- WHAT YOU WILL DO -
Transcribe the data exactly, stopping after the "use crate::preprocess::preprocess;" line.

Stored items:
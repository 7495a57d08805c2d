//! End-to-end run: preprocess, transform every valid pixel, assemble the volumes.

use crate::config::Config;
use crate::detrend::Detrender;
use crate::diagnostics::{Diagnostics, Warning};
use crate::error::Error;
use crate::movie::Movie;
use crate::output::OutputVolumes;
use crate::preprocess::preprocess;
use crate::progress::{report_progress, ProgressCallback, ProgressStage};
use crate::scheduler::{collect_tasks, resolve_workers, schedule, PixelPipeline};
use crate::wavelet::{PeriodGrid, WaveletAnalyzer};

/// Result of a successful run.
#[derive(Debug, Clone)]
pub struct Analysis {
    pub volumes: OutputVolumes,
    pub diagnostics: Diagnostics,
    /// The period grid the ridge periods are drawn from.
    pub periods: Vec<f64>,
}

/// Run the whole pipeline on `movie`.
///
/// Configuration and resource errors abort before any output exists. Pixel-local
/// numerical failures only show up in [`Diagnostics::failed_pixels`].
pub fn process(movie: &Movie, config: &Config) -> Result<Analysis, Error> {
    process_with_progress(movie, config, &ProgressCallback::default())
}

/// Like [`process`], reporting progress through `progress`.
pub fn process_with_progress(
    movie: &Movie,
    config: &Config,
    progress: &ProgressCallback,
) -> Result<Analysis, Error> {
    config.validate()?;
    let grid = PeriodGrid::new(config.t_min, config.t_max, config.n_periods)?;

    let mut diagnostics = Diagnostics::default();
    for warning in config.warnings() {
        diagnostics.warn(warning);
    }

    let (frames, height, width) = movie.shape();
    tracing::info!(
        "Processing {frames} frames of {width}x{height}, {} periods from {} to {}",
        config.n_periods,
        config.t_min,
        config.t_max
    );

    report_progress(progress, 0, 1, ProgressStage::Preprocessing);
    let prepared = preprocess(movie, config)?;
    report_progress(progress, 1, 1, ProgressStage::Preprocessing);

    let movie = &prepared.movie;
    let (frames, height, width) = movie.shape();

    if let Some(window_size) = config.window_size {
        let duration = frames as f64 * config.dt;
        if window_size > duration {
            diagnostics.warn(Warning::WindowExceedsSeries {
                window_size,
                duration,
            });
        }
    }

    let workers = resolve_workers(config.workers, &mut diagnostics);
    let mut volumes = OutputVolumes::allocate(frames, height, width)?;

    let analyzer = WaveletAnalyzer::new(grid, config.dt, frames);
    let detrender = config
        .t_cutoff
        .map(|t_cutoff| Detrender::new(t_cutoff, config.dt, frames));
    let pipeline = PixelPipeline {
        analyzer: &analyzer,
        detrender: detrender.as_ref(),
        window_size: config.window_size,
        gap_fill: config.gap_fill,
    };

    let (tasks, masked) = collect_tasks(&prepared.mask);
    diagnostics.total_pixels = height * width;
    diagnostics.masked_pixels = masked;
    tracing::info!(
        "Transforming {} pixels ({masked} masked) on {workers} workers",
        tasks.len()
    );

    let stats = schedule(
        movie,
        &prepared.mask,
        &tasks,
        &pipeline,
        workers,
        progress,
        &mut volumes,
    )?;
    diagnostics.transformed_pixels = stats.transformed;
    diagnostics.degenerate_pixels = stats.degenerate;
    diagnostics.failed_pixels = stats.failed;

    tracing::info!(
        "Done: {} of {} pixels transformed, {} degenerate, {} failed",
        stats.transformed,
        diagnostics.total_pixels,
        stats.degenerate,
        stats.failed
    );

    Ok(Analysis {
        volumes,
        diagnostics,
        periods: analyzer.periods().to_vec(),
    })
}
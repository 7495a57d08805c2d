//! Work partitioning for thread-pool pipelines.

/// Multiplier for number of chunks relative to worker threads.
pub const CHUNKS_PER_THREAD: usize = 2;

/// Size of each chunk when `len` items are split across `threads` workers.
///
/// Aims for `threads * CHUNKS_PER_THREAD` chunks. Minimum of 1 item per chunk.
#[inline]
pub fn chunk_size(len: usize, threads: usize) -> usize {
    let num_chunks = threads.max(1) * CHUNKS_PER_THREAD;
    len.div_ceil(num_chunks).max(1)
}
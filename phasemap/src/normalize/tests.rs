use super::*;

#[test]
fn test_window_samples_rounds() {
    assert_eq!(window_samples(10.0, 1.0), 10);
    assert_eq!(window_samples(10.0, 3.0), 3);
    assert_eq!(window_samples(5.0, 2.0), 3);
    assert_eq!(window_samples(0.4, 1.0), 0);
}

#[test]
fn test_disabled_is_identity() {
    let amplitude = vec![0.5, 1.5, 3.0, 0.0, 2.25];
    assert_eq!(normalize_amplitude(&amplitude, None, 1.0), amplitude);
}

#[test]
fn test_constant_amplitude_normalizes_to_one() {
    let amplitude = vec![4.0; 50];
    let normalized = normalize_amplitude(&amplitude, Some(9.0), 1.0);
    for v in normalized {
        assert!((v - 1.0).abs() < 1e-12);
    }
}

#[test]
fn test_removes_linear_amplitude_trend() {
    // Amplitude grows 10x over the series; normalized values stay near 1
    let n = 200;
    let amplitude: Vec<f64> = (0..n).map(|i| 1.0 + 9.0 * i as f64 / n as f64).collect();
    let normalized = normalize_amplitude(&amplitude, Some(21.0), 1.0);
    for v in &normalized {
        assert!((v - 1.0).abs() < 0.03, "{v}");
    }
}

#[test]
fn test_envelope_is_centered_rms() {
    let series = [1.0, 2.0, 3.0, 4.0, 5.0, 6.0, 7.0];
    let envelope = sliding_window_envelope(&series, 3.0, 1.0);
    // Interior: window of 3 centered on index 3
    let expected = ((9.0 + 16.0 + 25.0) / 3.0f64).sqrt();
    assert!((envelope[3] - expected).abs() < 1e-12);
}

#[test]
fn test_envelope_truncates_symmetrically_at_edges() {
    let series = [1.0, 2.0, 3.0, 4.0, 5.0, 6.0, 7.0];
    let envelope = sliding_window_envelope(&series, 5.0, 1.0);

    // First and last samples are their own envelope
    assert_eq!(envelope[0], 1.0);
    assert_eq!(envelope[6], 7.0);
    // Index 1 gets half-width 1, not a one-sided window
    let expected = ((1.0 + 4.0 + 9.0) / 3.0f64).sqrt();
    assert!((envelope[1] - expected).abs() < 1e-12);
    // Index 2 gets the full half-width 2
    let expected = ((1.0 + 4.0 + 9.0 + 16.0 + 25.0) / 5.0f64).sqrt();
    assert!((envelope[2] - expected).abs() < 1e-12);
}

#[test]
fn test_window_in_time_units() {
    // Window 6 time units at dt = 2 is 3 samples
    let series = [1.0, 2.0, 3.0, 4.0, 5.0];
    let a = sliding_window_envelope(&series, 6.0, 2.0);
    let b = sliding_window_envelope(&series, 3.0, 1.0);
    assert_eq!(a, b);
}

#[test]
fn test_zero_envelope_gives_zero() {
    let amplitude = vec![0.0; 10];
    let normalized = normalize_amplitude(&amplitude, Some(4.0), 1.0);
    assert!(normalized.iter().all(|&v| v == 0.0));
}

#[test]
fn test_tiny_window_is_unit_where_positive() {
    let amplitude = vec![2.0, 0.0, 5.0];
    let normalized = normalize_amplitude(&amplitude, Some(1.0), 1.0);
    assert_eq!(normalized, vec![1.0, 0.0, 1.0]);
}

#[test]
fn test_empty_series() {
    assert!(sliding_window_envelope(&[], 5.0, 1.0).is_empty());
    assert!(normalize_amplitude(&[], Some(5.0), 1.0).is_empty());
}
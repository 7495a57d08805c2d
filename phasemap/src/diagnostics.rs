//! Non-fatal warnings and the per-run summary handed back to the caller.

use std::fmt;

/// A condition worth reporting that does not stop the run.
#[derive(Debug, Clone, PartialEq)]
pub enum Warning {
    /// Shortest period is below the Nyquist limit `2 * dt`.
    BelowNyquist { t_min: f64, nyquist: f64 },
    /// Detrending cut-off would remove a large part of the analysed band.
    CutoffBelowPeriodRange { t_cutoff: f64, t_max: f64 },
    /// More workers were requested than the machine can run in parallel.
    WorkersCapped { requested: usize, available: usize },
    /// Normalization window spans more than the whole series.
    WindowExceedsSeries { window_size: f64, duration: f64 },
}

impl fmt::Display for Warning {
    fn fmt(&self, f: &mut fmt::Formatter<'_>) -> fmt::Result {
        match self {
            Warning::BelowNyquist { t_min, nyquist } => write!(
                f,
                "Smallest period {t_min} is below the Nyquist limit {nyquist}"
            ),
            Warning::CutoffBelowPeriodRange { t_cutoff, t_max } => write!(
                f,
                "Detrending cut-off {t_cutoff} is below twice the largest period {t_max}, \
                 oscillations in the analysed range will be damped"
            ),
            Warning::WorkersCapped {
                requested,
                available,
            } => write!(
                f,
                "Requested {requested} workers but only {available} available, using {available}"
            ),
            Warning::WindowExceedsSeries {
                window_size,
                duration,
            } => write!(
                f,
                "Normalization window {window_size} is longer than the series duration {duration}"
            ),
        }
    }
}

/// Summary of a completed run.
#[derive(Debug, Clone, Default, PartialEq)]
pub struct Diagnostics {
    pub warnings: Vec<Warning>,
    /// Pixels in the (rescaled) frame.
    pub total_pixels: usize,
    /// Pixels skipped because they are invalid at every frame.
    pub masked_pixels: usize,
    /// Pixels that went through the transform.
    pub transformed_pixels: usize,
    /// Transformed pixels with a constant series (no ridge).
    pub degenerate_pixels: usize,
    /// Transformed pixels whose computation failed and were sentinel-filled.
    pub failed_pixels: usize,
}

impl Diagnostics {
    pub(crate) fn warn(&mut self, warning: Warning) {
        tracing::warn!("{warning}");
        self.warnings.push(warning);
    }

    pub fn succeeded_pixels(&self) -> usize {
        self.transformed_pixels - self.failed_pixels
    }
}

impl fmt::Display for Diagnostics {
    fn fmt(&self, f: &mut fmt::Formatter<'_>) -> fmt::Result {
        write!(
            f,
            "{} pixels: {} transformed ({} degenerate, {} failed), {} masked",
            self.total_pixels,
            self.transformed_pixels,
            self.degenerate_pixels,
            self.failed_pixels,
            self.masked_pixels
        )?;
        for warning in &self.warnings {
            write!(f, "\nwarning: {warning}")?;
        }
        Ok(())
    }
}

#[cfg(test)]
mod tests {
    use super::*;

    #[test]
    fn test_warning_messages() {
        let w = Warning::BelowNyquist {
            t_min: 1.0,
            nyquist: 2.0,
        };
        assert!(w.to_string().contains("Nyquist"));

        let w = Warning::WorkersCapped {
            requested: 64,
            available: 4,
        };
        let msg = w.to_string();
        assert!(msg.contains("64"));
        assert!(msg.contains("4"));
    }

    #[test]
    fn test_summary_lists_counts_and_warnings() {
        let mut diagnostics = Diagnostics {
            total_pixels: 25,
            masked_pixels: 5,
            transformed_pixels: 20,
            degenerate_pixels: 2,
            failed_pixels: 1,
            ..Default::default()
        };
        diagnostics.warn(Warning::CutoffBelowPeriodRange {
            t_cutoff: 10.0,
            t_max: 8.0,
        });

        let text = diagnostics.to_string();
        assert!(text.starts_with("25 pixels: 20 transformed (2 degenerate, 1 failed), 5 masked"));
        assert!(text.contains("warning: Detrending cut-off 10"));
        assert_eq!(diagnostics.succeeded_pixels(), 19);
    }
}
//! Phasemap - per-pixel wavelet analysis of time-lapse image stacks.
//!
//! Every pixel's time series goes through the same chain:
//! - Optional spatial Gaussian smoothing, downscaling and masking of the movie
//! - Optional sinc detrending
//! - Morlet continuous wavelet transform over a log-spaced period grid
//! - Ridge extraction (dominant period per timepoint)
//! - Optional sliding-window amplitude normalization
//!
//! The result is four volumes of the (rescaled) movie's shape: phase, period,
//! power and amplitude. Masked and failed samples hold [`SENTINEL`].
//!
//! # Quick Start
//!
//! ```rust,ignore
//! use phasemap::{process, Config, Movie};
//!
//! let movie = Movie::new(frames, height, width, samples)?;
//! let config = Config {
//!     t_cutoff: Some(60.0),
//!     window_size: Some(40.0),
//!     ..Config::new(0.5, 2.0, 30.0, 200)
//! };
//! let analysis = process(&movie, &config)?;
//!
//! println!("{}", analysis.diagnostics);
//! let (phase, period, power, amplitude) = analysis.volumes.into_parts();
//! ```

pub mod config;
pub mod detrend;
pub mod diagnostics;
pub mod error;
pub mod movie;
pub mod normalize;
pub mod output;
pub mod pipeline;
pub mod preprocess;
pub mod progress;
pub mod scheduler;
pub mod wavelet;

// ============================================================================
// Entry points
// ============================================================================

pub use pipeline::{process, process_with_progress, Analysis};

// ============================================================================
// Configuration and errors
// ============================================================================

pub use config::{Config, GapFill, Masking, DEFAULT_WORKERS};
pub use diagnostics::{Diagnostics, Warning};
pub use error::{Error, PixelError};
pub use progress::{Progress, ProgressCallback, ProgressStage};

// ============================================================================
// Data
// ============================================================================

pub use movie::Movie;
pub use output::{is_sentinel, OutputVolumes, SENTINEL};

// ============================================================================
// Individual stages
// ============================================================================

pub use detrend::Detrender;
pub use normalize::{normalize_amplitude, sliding_window_envelope};
pub use preprocess::{preprocess, Mask, PixelValidity, Preprocessed};
pub use wavelet::{PeriodGrid, RidgeResult, Spectrum, WaveletAnalyzer};
//! Ridge extraction from a wavelet power surface.
//!
//! The ridge is the per-timepoint argmax over periods. No continuity is imposed
//! between neighboring timepoints, so at scale-ambiguous points the ridge may jump.

use std::f64::consts::PI;

/// Per-pixel result: four equal-length series.
#[derive(Debug, Clone, PartialEq)]
pub struct RidgeResult {
    /// Instantaneous phase in `(-pi, pi]`.
    pub phase: Vec<f64>,
    /// Period at the ridge, in the units of `dt`.
    pub period: Vec<f64>,
    /// Wavelet power at the ridge, `|W|^2` over the series variance.
    pub power: Vec<f64>,
    /// Oscillation amplitude at the ridge, normalized if a window is configured.
    pub amplitude: Vec<f64>,
}

impl RidgeResult {
    pub fn with_len(n: usize) -> Self {
        Self {
            phase: Vec::with_capacity(n),
            period: Vec::with_capacity(n),
            power: Vec::with_capacity(n),
            amplitude: Vec::with_capacity(n),
        }
    }

    /// Result for a series without oscillation: zero power and amplitude,
    /// undefined (`NaN`) phase and period.
    pub fn degenerate(n: usize) -> Self {
        Self {
            phase: vec![f64::NAN; n],
            period: vec![f64::NAN; n],
            power: vec![0.0; n],
            amplitude: vec![0.0; n],
        }
    }

    #[inline]
    pub fn len(&self) -> usize {
        self.phase.len()
    }

    #[inline]
    pub fn is_empty(&self) -> bool {
        self.phase.is_empty()
    }

    /// Whether no timepoint carries a defined ridge.
    pub fn is_degenerate(&self) -> bool {
        self.period.iter().all(|p| p.is_nan())
    }

    /// Replace every timepoint where `valid` is false with `NaN` in all four series.
    pub fn mask_samples(&mut self, valid: &[bool]) {
        assert_eq!(valid.len(), self.len(), "Mask length mismatch");
        for (t, &ok) in valid.iter().enumerate() {
            if ok {
                continue;
            }
            self.phase[t] = f64::NAN;
            self.period[t] = f64::NAN;
            self.power[t] = f64::NAN;
            self.amplitude[t] = f64::NAN;
        }
    }
}

/// Index and value of the largest element; ties resolve to the first index.
///
/// Returns `None` for an empty iterator.
pub fn argmax_first(values: impl IntoIterator<Item = f64>) -> Option<(usize, f64)> {
    let mut best: Option<(usize, f64)> = None;
    for (i, v) in values.into_iter().enumerate() {
        match best {
            Some((_, best_value)) if v <= best_value => {}
            _ => best = Some((i, v)),
        }
    }
    best
}

/// Complex argument mapped to `(-pi, pi]`.
#[inline]
pub fn wrap_phase(re: f64, im: f64) -> f64 {
    let phase = im.atan2(re);
    if phase <= -PI {
        phase + 2.0 * PI
    } else {
        phase
    }
}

- REPLY -
repository 7495a57d08805c2d
//! End-to-end run: preprocess, transform every valid pixel, assemble the volumes.

use crate::config::Config;
use crate::detrend::Detrender;
use crate::diagnostics::{Diagnostics, Warning};
use crate::error::Error;
use crate::movie::Movie;
use crate::output::OutputVolumes;
use crate::preprocess::preprocess;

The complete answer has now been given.